WORK TO COMPLETE —
Repeat verbatim only the lines from the opening of the material below through the one that contains "fn as_hash_mut(value: &mut".

RECORDS SHOWN —
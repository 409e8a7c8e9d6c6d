// types/hash.rs — Hash commands.
//
// Hashes are a packed entry list of alternating field, value entries until a
// field or value exceeds the configured byte threshold or the field count
// crosses the entries threshold; then they become a hash table for good.
// The length check looks only at the arguments of the current operation,
// never retrospectively at stored content.

use crate::db::Server;
use crate::error::{Error, Result};
use crate::obj::{HashVal, Value};
use crate::sds::Sds;
use crate::util;
use crate::ziplist::{End, Ziplist};

fn as_hash(value: &Value) -> Result<&HashVal> {
    match value {
        Value::Hash(h) => Ok(h),
        _ => Err(Error::WrongType),
    }
}

fn as_hash_mut(value: &mut Value) -> Result<&mut HashVal> {
    match value {
        Value::Hash(h) => Ok(h),
        _ => Err(Error::WrongType),
    }
}

/// Offset of the field entry for `field`, scanning only even positions.
fn zl_find_field(zl: &Ziplist, field: &[u8]) -> Option<usize> {
    let head = zl.index(0)?;
    zl.find(head, field, 1)
}

fn zl_get_value(zl: &Ziplist, field: &[u8]) -> Option<Vec<u8>> {
    let fp = zl_find_field(zl, field)?;
    let vp = zl.next(fp).expect("field without value");
    Some(zl.get(vp).to_bytes())
}

/// Sets a field in the packed form, returning `true` when newly added.
fn zl_set(zl: &mut Ziplist, field: &[u8], value: &[u8]) -> bool {
    match zl_find_field(zl, field) {
        Some(fp) => {
            // Replace the value entry in place.
            let vp = zl.next(fp).expect("field without value");
            let at = zl.delete(vp);
            zl.insert_at(at, value);
            false
        }
        None => {
            zl.push(field, End::Tail);
            zl.push(value, End::Tail);
            true
        }
    }
}

impl Server {
    fn hset_generic(&mut self, key: &[u8], field: &[u8], value: &[u8], nx: bool) -> Result<bool> {
        let max_entries = self.config.hash_max_ziplist_entries;
        let max_value = self.config.hash_max_ziplist_value;

        if self.lookup_write(key).is_none() {
            self.db_mut().dict.add(Sds::from_bytes(key), Value::empty_hash());
        }
        let hash = as_hash_mut(self.db_mut().dict.get_mut(key).expect("hash materialized"))?;

        // Argument-length rule: promote before storing an oversized pair.
        if matches!(hash, HashVal::Zip(_))
            && (field.len() > max_value || value.len() > max_value)
        {
            hash.convert();
        }

        let added = match hash {
            HashVal::Zip(zl) => {
                if nx && zl_find_field(zl, field).is_some() {
                    return Ok(false);
                }
                let added = zl_set(zl, field, value);
                if zl.len() / 2 > max_entries {
                    hash.convert();
                }
                added
            }
            HashVal::Table(d) => {
                if nx && d.contains(field) {
                    return Ok(false);
                }
                d.insert(Sds::from_bytes(field), Sds::from_bytes(value)).is_none()
            }
        };
        self.dirty += 1;
        Ok(added)
    }

    /// Sets a field; returns `true` when the field was newly created.
    pub fn hset(&mut self, key: &[u8], field: &[u8], value: &[u8]) -> Result<bool> {
        self.hset_generic(key, field, value, false)
    }

    /// Sets a field only when absent.
    pub fn hsetnx(&mut self, key: &[u8], field: &[u8], value: &[u8]) -> Result<bool> {
        self.hset_generic(key, field, value, true)
    }

    pub fn hmset(&mut self, key: &[u8], pairs: &[(&[u8], &[u8])]) -> Result<()> {
        for (f, v) in pairs {
            self.hset(key, f, v)?;
        }
        Ok(())
    }

    pub fn hget(&mut self, key: &[u8], field: &[u8]) -> Result<Option<Vec<u8>>> {
        match self.lookup_read(key) {
            None => Ok(None),
            Some(v) => Ok(match as_hash(v)? {
                HashVal::Zip(zl) => zl_get_value(zl, field),
                HashVal::Table(d) => d.get(field).map(|s| s.as_bytes().to_vec()),
            }),
        }
    }

    pub fn hmget(&mut self, key: &[u8], fields: &[&[u8]]) -> Result<Vec<Option<Vec<u8>>>> {
        match self.lookup_read(key) {
            None => Ok(fields.iter().map(|_| None).collect()),
            Some(v) => {
                let hash = as_hash(v)?;
                Ok(fields
                    .iter()
                    .map(|f| match hash {
                        HashVal::Zip(zl) => zl_get_value(zl, f),
                        HashVal::Table(d) => d.get(*f).map(|s| s.as_bytes().to_vec()),
                    })
                    .collect())
            }
        }
    }

    pub fn hexists(&mut self, key: &[u8], field: &[u8]) -> Result<bool> {
        match self.lookup_read(key) {
            None => Ok(false),
            Some(v) => Ok(match as_hash(v)? {
                HashVal::Zip(zl) => zl_find_field(zl, field).is_some(),
                HashVal::Table(d) => d.contains(field),
            }),
        }
    }

    pub fn hlen(&mut self, key: &[u8]) -> Result<usize> {
        match self.lookup_read(key) {
            None => Ok(0),
            Some(v) => Ok(as_hash(v)?.len()),
        }
    }

    pub fn hdel(&mut self, key: &[u8], fields: &[&[u8]]) -> Result<usize> {
        let deleted = match self.lookup_write(key) {
            None => return Ok(0),
            Some(v) => {
                let hash = as_hash_mut(v)?;
                let mut deleted = 0usize;
                for f in fields {
                    match hash {
                        HashVal::Zip(zl) => {
                            if let Some(fp) = zl_find_field(zl, f) {
                                let at = zl.delete(fp);
                                zl.delete(at);
                                deleted += 1;
                            }
                        }
                        HashVal::Table(d) => {
                            if d.remove(*f).is_some() {
                                deleted += 1;
                            }
                        }
                    }
                }
                deleted
            }
        };
        if deleted > 0 {
            self.dirty += deleted as u64;
            if as_hash(self.db().dict.get(key).expect("hash present"))?.is_empty() {
                self.delete_key(key);
            }
        }
        Ok(deleted)
    }

    pub fn hgetall(&mut self, key: &[u8]) -> Result<Vec<(Vec<u8>, Vec<u8>)>> {
        match self.lookup_read(key) {
            None => Ok(Vec::new()),
            Some(v) => Ok(match as_hash(v)? {
                HashVal::Zip(zl) => {
                    let mut out = Vec::with_capacity(zl.len() / 2);
                    let mut it = zl.iter();
                    while let Some(f) = it.next() {
                        let val = it.next().expect("field without value");
                        out.push((f.to_bytes(), val.to_bytes()));
                    }
                    out
                }
                HashVal::Table(d) => d
                    .iter()
                    .map(|(f, v)| (f.as_bytes().to_vec(), v.as_bytes().to_vec()))
                    .collect(),
            }),
        }
    }

    pub fn hkeys(&mut self, key: &[u8]) -> Result<Vec<Vec<u8>>> {
        Ok(self.hgetall(key)?.into_iter().map(|(f, _)| f).collect())
    }

    pub fn hvals(&mut self, key: &[u8]) -> Result<Vec<Vec<u8>>> {
        Ok(self.hgetall(key)?.into_iter().map(|(_, v)| v).collect())
    }

    /// Adds `delta` to the integer stored at `field` (0 when absent).
    pub fn hincrby(&mut self, key: &[u8], field: &[u8], delta: i64) -> Result<i64> {
        let current = match self.hget(key, field)? {
            None => 0,
            Some(raw) => util::parse_i64(&raw).ok_or(Error::NotInteger)?,
        };
        let next = current.checked_add(delta).ok_or(Error::NotInteger)?;
        self.hset(key, field, &util::format_i64(next))?;
        Ok(next)
    }

    /// Adds a float `delta` to the field (0 when absent) and stores the
    /// formatted result, which is also what a downstream log must record:
    /// the textual stored value, not the increment, so replicas cannot
    /// drift on float precision. Returns the stored bytes.
    pub fn hincrbyfloat(&mut self, key: &[u8], field: &[u8], delta: f64) -> Result<Vec<u8>> {
        let current = match self.hget(key, field)? {
            None => 0.0,
            Some(raw) => util::parse_f64(&raw).ok_or(Error::NotFloat)?,
        };
        let next = current + delta;
        if next.is_nan() || next.is_infinite() {
            return Err(Error::NotFloat);
        }
        let formatted = util::format_f64(next);
        self.hset(key, field, &formatted)?;
        Ok(formatted)
    }
}

#[cfg(test)]
mod tests {
    use crate::config::Config;
    use crate::db::Server;
    use crate::error::Error;
    use crate::obj::Encoding;

    fn server() -> Server {
        Server::new(Config::default())
    }

    fn encoding_of(s: &mut Server, key: &[u8]) -> Encoding {
        s.lookup_read(key).unwrap().encoding()
    }

    #[test]
    fn hset_hget_basics() {
        let mut s = server();
        assert!(s.hset(b"h", b"f", b"v").unwrap());
        assert!(!s.hset(b"h", b"f", b"v2").unwrap());
        assert_eq!(s.hget(b"h", b"f").unwrap().unwrap(), b"v2");
        assert_eq!(s.hget(b"h", b"zz").unwrap(), None);
        assert_eq!(s.hget(b"missing", b"f").unwrap(), None);
        assert!(s.hexists(b"h", b"f").unwrap());
        assert_eq!(s.hlen(b"h").unwrap(), 1);
    }

    #[test]
    fn value_length_boundary_promotes() {
        let mut s = server();
        s.hset(b"h", b"f", b"v").unwrap();
        assert_eq!(encoding_of(&mut s, b"h"), Encoding::ZipList);
        // Exactly 64 bytes stays packed.
        let at_limit = vec![b'x'; 64];
        s.hset(b"h", b"f2", &at_limit).unwrap();
        assert_eq!(encoding_of(&mut s, b"h"), Encoding::ZipList);
        // 65 bytes promotes.
        let over = vec![b'x'; 65];
        s.hset(b"h", b"f3", &over).unwrap();
        assert_eq!(encoding_of(&mut s, b"h"), Encoding::HashTable);
        assert_eq!(s.hlen(b"h").unwrap(), 3);
        assert_eq!(s.hget(b"h", b"f3").unwrap().unwrap(), over);
    }

    #[test]
    fn long_field_name_promotes_too() {
        let mut s = server();
        let long_field = vec![b'f'; 100];
        s.hset(b"h", &long_field, b"v").unwrap();
        assert_eq!(encoding_of(&mut s, b"h"), Encoding::HashTable);
    }

    #[test]
    fn count_threshold_promotes() {
        let mut s = server();
        s.config.hash_max_ziplist_entries = 4;
        for i in 0..4 {
            s.hset(b"h", format!("f{}", i).as_bytes(), b"v").unwrap();
        }
        assert_eq!(encoding_of(&mut s, b"h"), Encoding::ZipList);
        s.hset(b"h", b"f4", b"v").unwrap();
        assert_eq!(encoding_of(&mut s, b"h"), Encoding::HashTable);
        // Deleting back below the threshold does not re-pack.
        s.hdel(b"h", &[b"f4", b"f3"]).unwrap();
        assert_eq!(encoding_of(&mut s, b"h"), Encoding::HashTable);
    }

    #[test]
    fn hsetnx_respects_existing() {
        let mut s = server();
        assert!(s.hsetnx(b"h", b"f", b"1").unwrap());
        assert!(!s.hsetnx(b"h", b"f", b"2").unwrap());
        assert_eq!(s.hget(b"h", b"f").unwrap().unwrap(), b"1");
    }

    #[test]
    fn hdel_deletes_empty_key() {
        let mut s = server();
        s.hmset(b"h", &[(b"a".as_slice(), b"1".as_slice()), (b"b", b"2")]).unwrap();
        assert_eq!(s.hdel(b"h", &[b"a", b"zz"]).unwrap(), 1);
        assert_eq!(s.hdel(b"h", &[b"b"]).unwrap(), 1);
        assert!(!s.exists(b"h"));
    }

    #[test]
    fn hgetall_pairs() {
        let mut s = server();
        s.hmset(b"h", &[(b"f1".as_slice(), b"v1".as_slice()), (b"f2", b"v2")]).unwrap();
        let mut all = s.hgetall(b"h").unwrap();
        all.sort();
        assert_eq!(all, vec![
            (b"f1".to_vec(), b"v1".to_vec()),
            (b"f2".to_vec(), b"v2".to_vec()),
        ]);
        let mut keys = s.hkeys(b"h").unwrap();
        keys.sort();
        assert_eq!(keys, vec![b"f1".to_vec(), b"f2".to_vec()]);
    }

    #[test]
    fn hmget_preserves_positions() {
        let mut s = server();
        s.hset(b"h", b"a", b"1").unwrap();
        let got = s.hmget(b"h", &[b"a", b"zz", b"a"]).unwrap();
        assert_eq!(got, vec![Some(b"1".to_vec()), None, Some(b"1".to_vec())]);
    }

    #[test]
    fn field_value_scan_does_not_cross_lanes() {
        let mut s = server();
        // A value that equals another field name must not be found as a
        // field.
        s.hset(b"h", b"name", b"color").unwrap();
        s.hset(b"h", b"color", b"red").unwrap();
        assert_eq!(s.hget(b"h", b"color").unwrap().unwrap(), b"red");
        assert!(!s.hexists(b"h", b"red").unwrap());
    }

    #[test]
    fn hincrby_arithmetic() {
        let mut s = server();
        assert_eq!(s.hincrby(b"h", b"n", 5).unwrap(), 5);
        assert_eq!(s.hincrby(b"h", b"n", -7).unwrap(), -2);
        // Parse failures and overflow report the same kind the string
        // counters use.
        s.hset(b"h", b"s", b"abc").unwrap();
        assert!(matches!(s.hincrby(b"h", b"s", 1), Err(Error::NotInteger)));
        s.hset(b"h", b"max", format!("{}", i64::MAX).as_bytes()).unwrap();
        assert!(matches!(s.hincrby(b"h", b"max", 1), Err(Error::NotInteger)));
    }

    #[test]
    fn hincrbyfloat_stores_formatted_result() {
        let mut s = server();
        assert_eq!(s.hincrbyfloat(b"h", b"x", 10.5).unwrap(), b"10.5");
        assert_eq!(s.hincrbyfloat(b"h", b"x", 0.25).unwrap(), b"10.75");
        // The stored value is the formatted text.
        assert_eq!(s.hget(b"h", b"x").unwrap().unwrap(), b"10.75");
        s.hset(b"h", b"s", b"abc").unwrap();
        assert!(matches!(s.hincrbyfloat(b"h", b"s", 1.0), Err(Error::NotFloat)));
    }

    #[test]
    fn wrong_type_propagates() {
        let mut s = server();
        s.set(b"str", b"v");
        assert!(matches!(s.hset(b"str", b"f", b"v"), Err(Error::WrongType)));
        assert!(matches!(s.hget(b"str", b"f"), Err(Error::WrongType)));
    }
}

ANSWER TO THIS TASK —
repository 409e8a7c8e9d6c6d
// types/hash.rs — Hash commands.
//
// Hashes are a packed entry list of alternating field, value entries until a
// field or value exceeds the configured byte threshold or the field count
// crosses the entries threshold; then they become a hash table for good.
// The length check looks only at the arguments of the current operation,
// never retrospectively at stored content.

use crate::db::Server;
use crate::error::{Error, Result};
use crate::obj::{HashVal, Value};
use crate::sds::Sds;
use crate::util;
use crate::ziplist::{End, Ziplist};

fn as_hash(value: &Value) -> Result<&HashVal> {
    match value {
        Value::Hash(h) => Ok(h),
        _ => Err(Error::WrongType),
    }
}

fn as_hash_mut(value: &mut Value) -> Result<&mut HashVal> {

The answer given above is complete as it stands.